任太朗って、俺のなんなんだよ──
……で、俺は、任太朗にとってなんなんだよ?
二段階でバグって、
昨日の『飛充にとって、今、私は何ですか?』
あのセリフ。脳内でエンドレスリピートしてんだけど。
結局また寝れねぇし。
で、今日も授業、ぜんっぜん集中できねぇ。
……任太朗って、 俺のこと、好き。恋愛。
守ってくれてて、尽くされてて、 俺のこと、ちゃんと見てくれてて。──で、終わり?
俺も好き。うん、好き。──で、終わり?
でもさ、好きの先にあるこれは…… なんなんだよ。 これって、マジで恋なんか?
……てか、男と男で、そんなの、あるのかよ。
マジで、わかんねぇ。
グチャグチャぐループの中、頭ぐるぐるさせながら──
なんとか、ラストの五限。
感情心理学概論の教室へ。
で、教室入った瞬間、黒板に、デカデカ書かれてたのは──
「本日のテーマ:恋愛感情」
……は? うっそだろ、マジで? 今、それ出す?
タイミング……悪っ! いや、むしろ、良すぎねぇ?
先生は、ふつーに淡々と語り始める。
……こっちはぜんっぜんふつーにじゃねぇんだけど。
(※講義内容はすべてフィクションです)
「好意という感情には、段階があります。友情とは、好意をベースに、持続的な信頼関係を築いた状態を指します」
……友情、ね。 佑介とか、蓮とか。そういうやつ。
「一方、恋愛という好意は、共感や安心感、落ち着きといった情動に加え、より強い関心と執着を伴う、個人的かつ限定的な感情です」
……個人的で、限定的……? それ── 任太朗じゃんかよ。
「恋愛とは、単なる友情とは異なり、人間の対人感情の中でも非常に複雑で、多様な心理的・生理的変化を伴うものです」
……まぁ、そりゃそうなんだろ。
……それって今の俺に、マジ当てはまってねぇ?
「それは、相手に対して、生理的・心理的に持続する高い感受性が発生している状態です。 具体的には、交感神経が優位になり、相手の近くにいるだけで心拍数が上昇し、鼓動が速くなり、体温も上がる。こうした生理反応が観測されます」
……まあ……そういうもん。
……いや、マジで。 ドキドキの質、なんかもう、俺、ふつーじゃねぇんだって最近。
「恋愛の特徴のひとつに、思考の占有があります。れは、日常的な思考が、無意識にその相手へと向かい続ける状態を指します」
……はい。 俺の脳内、ずっと任太朗中心グチャグチャぐループなんだけど!?
「恋愛という感情にも、段階があります。 最初は関心や注意の集中といった認知的傾向から始まり── 必ずしも好意とは限らず、時には違和感や苛立ちなど、ネガティブな感情から始まるケースもあります」
……それ、最初、ちょっとムカついたし。
……なんか気になって、めっちゃ見てたし。マジで観察してた!! こいつなんなんだよ、って思いながら、ずっと目で追ってた。

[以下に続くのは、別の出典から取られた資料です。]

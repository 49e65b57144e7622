//! List location
//!
//! Partitions the selected blocks of a region into sections (whole list
//! containers or runs of plain blocks), then virtualizes and merges them,
//! pulling in a list directly before or after the selection so adjacent
//! lists join up.

use super::VList;
use crate::dom::{BlockElement, Document, NodeId, Tag};
use crate::error::Result;
use crate::region::Region;
use log::debug;

/// A slice of the selection inside one region.
#[derive(Debug, Clone, PartialEq, Eq)]
pub enum Section {
    /// A top-level list container inside the region
    List(NodeId),
    /// Consecutive blocks that are not in any list
    Blocks(Vec<BlockElement>),
}

/// Outermost list container holding `node` without leaving `region`.
fn top_level_list(doc: &Document, region: &Region, node: NodeId) -> Option<NodeId> {
    let mut list = region.find_closest_element_ancestor(doc, node, Tag::is_list)?;
    while let Some(parent) = doc.parent(list) {
        match region.find_closest_element_ancestor(doc, parent, Tag::is_list) {
            Some(outer) => list = outer,
            None => break,
        }
    }
    Some(list)
}

/// Partition the selected blocks of `region` into sections.
///
/// Whitespace-only runs are skipped and each list container appears at most
/// once. The tree is not modified.
pub fn create_list_sections(doc: &Document, region: &Region) -> Vec<Section> {
    let mut sections: Vec<Section> = Vec::new();
    let mut used_lists: Vec<NodeId> = Vec::new();

    for block in region.selected_block_elements(doc) {
        if block.is_blank(doc) {
            continue;
        }

        match top_level_list(doc, region, block.start_node()) {
            Some(list) => {
                if !used_lists.contains(&list) {
                    used_lists.push(list);
                    sections.push(Section::List(list));
                }
            }
            None => match sections.last_mut() {
                Some(Section::Blocks(blocks)) => blocks.push(block),
                _ => sections.push(Section::Blocks(vec![block])),
            },
        }
    }

    sections
}

/// Build one list covering the selection in `region`.
///
/// A list immediately before or after the selection is merged in as well.
/// Returns `None` when the region has nothing to virtualize.
pub fn create_merged_vlist(doc: &mut Document, region: &Region) -> Result<Option<VList>> {
    let mut sections = create_list_sections(doc, region);
    if sections.is_empty() {
        return Ok(None);
    }

    let before = adjacent_list(doc, region, &sections, false);
    let after = adjacent_list(doc, region, &sections, true);
    if let Some(list) = before {
        if !sections.contains(&Section::List(list)) {
            sections.insert(0, Section::List(list));
        }
    }
    if let Some(list) = after {
        if !sections.contains(&Section::List(list)) {
            sections.push(Section::List(list));
        }
    }

    let mut merged: Option<VList> = None;
    for section in sections {
        let vlist = match section {
            Section::List(list) => Some(VList::new(doc, list)?),
            Section::Blocks(blocks) => {
                let nodes: Vec<NodeId> = blocks
                    .iter()
                    .map(|block| block.collapse_to_single_element(doc))
                    .collect();
                let run = region.collapse_nodes(doc, &nodes);
                VList::from_nodes(doc, &run)?
            }
        };

        if let Some(vlist) = vlist {
            merged = Some(match merged.take() {
                Some(mut target) => {
                    target.merge_vlist(doc, vlist);
                    target
                }
                None => vlist,
            });
        }
    }

    Ok(merged)
}

/// The list for the single node `node`, if it is inside one.
pub fn create_vlist_from_node(doc: &mut Document, region: &Region, node: NodeId) -> Result<Option<VList>> {
    match top_level_list(doc, region, node) {
        Some(list) => Ok(Some(VList::new(doc, list)?)),
        None => Ok(None),
    }
}

/// Top-level list of the block just before (or after) the sections, if
/// that block lies inside the region.
fn adjacent_list(doc: &Document, region: &Region, sections: &[Section], is_next: bool) -> Option<NodeId> {
    let section = if is_next {
        sections.last()?
    } else {
        sections.first()?
    };
    let blocks = doc.block_elements(region.root(), true);

    let index = match section {
        Section::List(list) => {
            let inside = |b: &BlockElement| doc.contains_or_same(*list, b.start_node());
            if is_next {
                blocks.iter().rposition(inside)
            } else {
                blocks.iter().position(inside)
            }
        }
        Section::Blocks(selected) => {
            let edge = if is_next {
                selected.last()?
            } else {
                selected.first()?
            };
            blocks.iter().position(|b| b == edge)
        }
    }?;

    let neighbour = if is_next {
        blocks.get(index + 1)?
    } else {
        blocks.get(index.checked_sub(1)?)?
    };
    if !region.contains_block(doc, neighbour) {
        return None;
    }

    let list = top_level_list(doc, region, neighbour.start_node())?;
    debug!("Found adjacent list {} next to the selection", list);
    Some(list)
}

// ─────────────────────────────────────────────────────────────────────────────
// Tests
// ─────────────────────────────────────────────────────────────────────────────

#[cfg(test)]
mod tests {
    use super::*;
    use crate::dom::html::to_html;
    use crate::dom::SelectionRange;
    use crate::list::{ListKind, VList};

    fn paragraph(doc: &mut Document, text: &str) -> (NodeId, NodeId) {
        let root = doc.root();
        let p = doc.append_element(root, Tag::P);
        let t = doc.append_text(p, text);
        (p, t)
    }

    fn list(doc: &mut Document, tag: Tag, items: &[&str]) -> (NodeId, Vec<NodeId>) {
        let root = doc.root();
        let list = doc.append_element(root, tag);
        let texts = items
            .iter()
            .map(|t| {
                let li = doc.append_element(list, Tag::Li);
                doc.append_text(li, t)
            })
            .collect();
        (list, texts)
    }

    fn whole_region(doc: &Document, start: NodeId, end: NodeId) -> Region {
        let range = SelectionRange::spanning(doc, start, end);
        Region::new(doc, doc.root(), &range, None, None)
    }

    #[test]
    fn test_sections_split_lists_and_blocks() {
        let mut doc = Document::new();
        let (p1, t1) = paragraph(&mut doc, "one");
        let (ol, _) = list(&mut doc, Tag::Ol, &["a", "b"]);
        let (p2, t2) = paragraph(&mut doc, "two");

        let region = whole_region(&doc, t1, t2);
        assert_eq!(
            create_list_sections(&doc, &region),
            vec![
                Section::Blocks(vec![BlockElement::Node(p1)]),
                Section::List(ol),
                Section::Blocks(vec![BlockElement::Node(p2)]),
            ]
        );
    }

    #[test]
    fn test_sections_use_each_list_once() {
        let mut doc = Document::new();
        let (ol, texts) = list(&mut doc, Tag::Ol, &["a", "b", "c"]);

        let region = whole_region(&doc, texts[0], texts[2]);
        assert_eq!(create_list_sections(&doc, &region), vec![Section::List(ol)]);
    }

    #[test]
    fn test_sections_resolve_nested_list_to_top_level() {
        let mut doc = Document::new();
        let (ol, _) = list(&mut doc, Tag::Ol, &["a"]);
        let nested = doc.append_element(ol, Tag::Ul);
        let li = doc.append_element(nested, Tag::Li);
        let text = doc.append_text(li, "deep");

        let region = whole_region(&doc, text, text);
        assert_eq!(create_list_sections(&doc, &region), vec![Section::List(ol)]);
    }

    #[test]
    fn test_merged_vlist_pulls_in_adjacent_list() {
        let mut doc = Document::new();
        let (ol, _) = list(&mut doc, Tag::Ol, &["a", "b"]);
        let (_, text) = paragraph(&mut doc, "c");

        let region = whole_region(&doc, text, text);
        let vlist = create_merged_vlist(&mut doc, &region).unwrap().unwrap();

        assert_eq!(vlist.root(), ol);
        assert_eq!(vlist.items().len(), 3);
        assert_eq!(vlist.items()[2].level, 0);
        assert_eq!(vlist.items()[2].kind, ListKind::None);
    }

    #[test]
    fn test_merged_vlist_numbering_joins_previous_list() {
        let mut doc = Document::new();
        list(&mut doc, Tag::Ol, &["a", "b"]);
        let (_, text) = paragraph(&mut doc, "c");
        let root = doc.root();

        let region = whole_region(&doc, text, text);
        let mut vlist = create_merged_vlist(&mut doc, &region).unwrap().unwrap();
        let range = SelectionRange::spanning(&doc, text, text);
        vlist.change_list_type(&mut doc, range.start(), range.end(), ListKind::Ordered);
        vlist.write_back(&mut doc, &[None]).unwrap();

        assert_eq!(
            to_html(&doc, root),
            "<ol><li>a</li><li>b</li><li><p>c</p></li></ol>"
        );
    }

    #[test]
    fn test_merged_vlist_empty_region_is_none() {
        let mut doc = Document::new();
        let root = doc.root();
        let space = doc.append_text(root, "   ");

        let region = whole_region(&doc, space, space);
        assert!(create_merged_vlist(&mut doc, &region).unwrap().is_none());
    }

    #[test]
    fn test_vlist_from_node() {
        let mut doc = Document::new();
        let (ol, texts) = list(&mut doc, Tag::Ol, &["a"]);
        let (_, plain) = paragraph(&mut doc, "plain");

        let region = whole_region(&doc, texts[0], plain);
        let vlist: Option<VList> = create_vlist_from_node(&mut doc, &region, texts[0]).unwrap();
        assert_eq!(vlist.map(|v| v.root()), Some(ol));
        assert!(create_vlist_from_node(&mut doc, &region, plain).unwrap().is_none());
    }
}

「恋愛初期には、相手の姿を見ただけで報酬系が刺激され、幸福感を感じるという現象が見られます。その段階では、一緒にいられるだけで嬉しいという状態が現れます」
……うん。 ……はい。任太朗、そこにいるだけで──マジで嬉しい。
「やがて、その感情は身体的接近欲求── つまり、もっと一緒にいたいという感情へと移行していきます」
……ちょ、待て待て待て。 それ、俺もう……移行済み!?
「なお、恋愛感情には、独占欲や、他者が対象と親密に関わることへの否定的情動── いわゆる嫉妬が含まれます。 相手のことを自分よりも知っている他者がいる場合、 自己の感情が脅かされると感じることもあります」
……あー、それ。……栄養科の女子にモヤったの……それじゃん。
……俺だけ、任太朗のこと知らねぇのが、 すっげぇ悔しかったんだよな。
え、あれって、 まさか──マジ嫉妬ってやつだったんかよ!?
「さらに、恋愛進化論の観点では、 相手の笑顔や行動に、自分の情動が自然と連動する傾向が確認されています。 これは“感情的同調”と呼ばれる心理現象であり、恋愛初期に特に顕著に見られるものです」
……うわ、それ。 めっちゃあんやつ!
任太朗が笑うとさ、レアだけど── なんか知らねぇけど、俺も無性に笑いたくなるんだよ。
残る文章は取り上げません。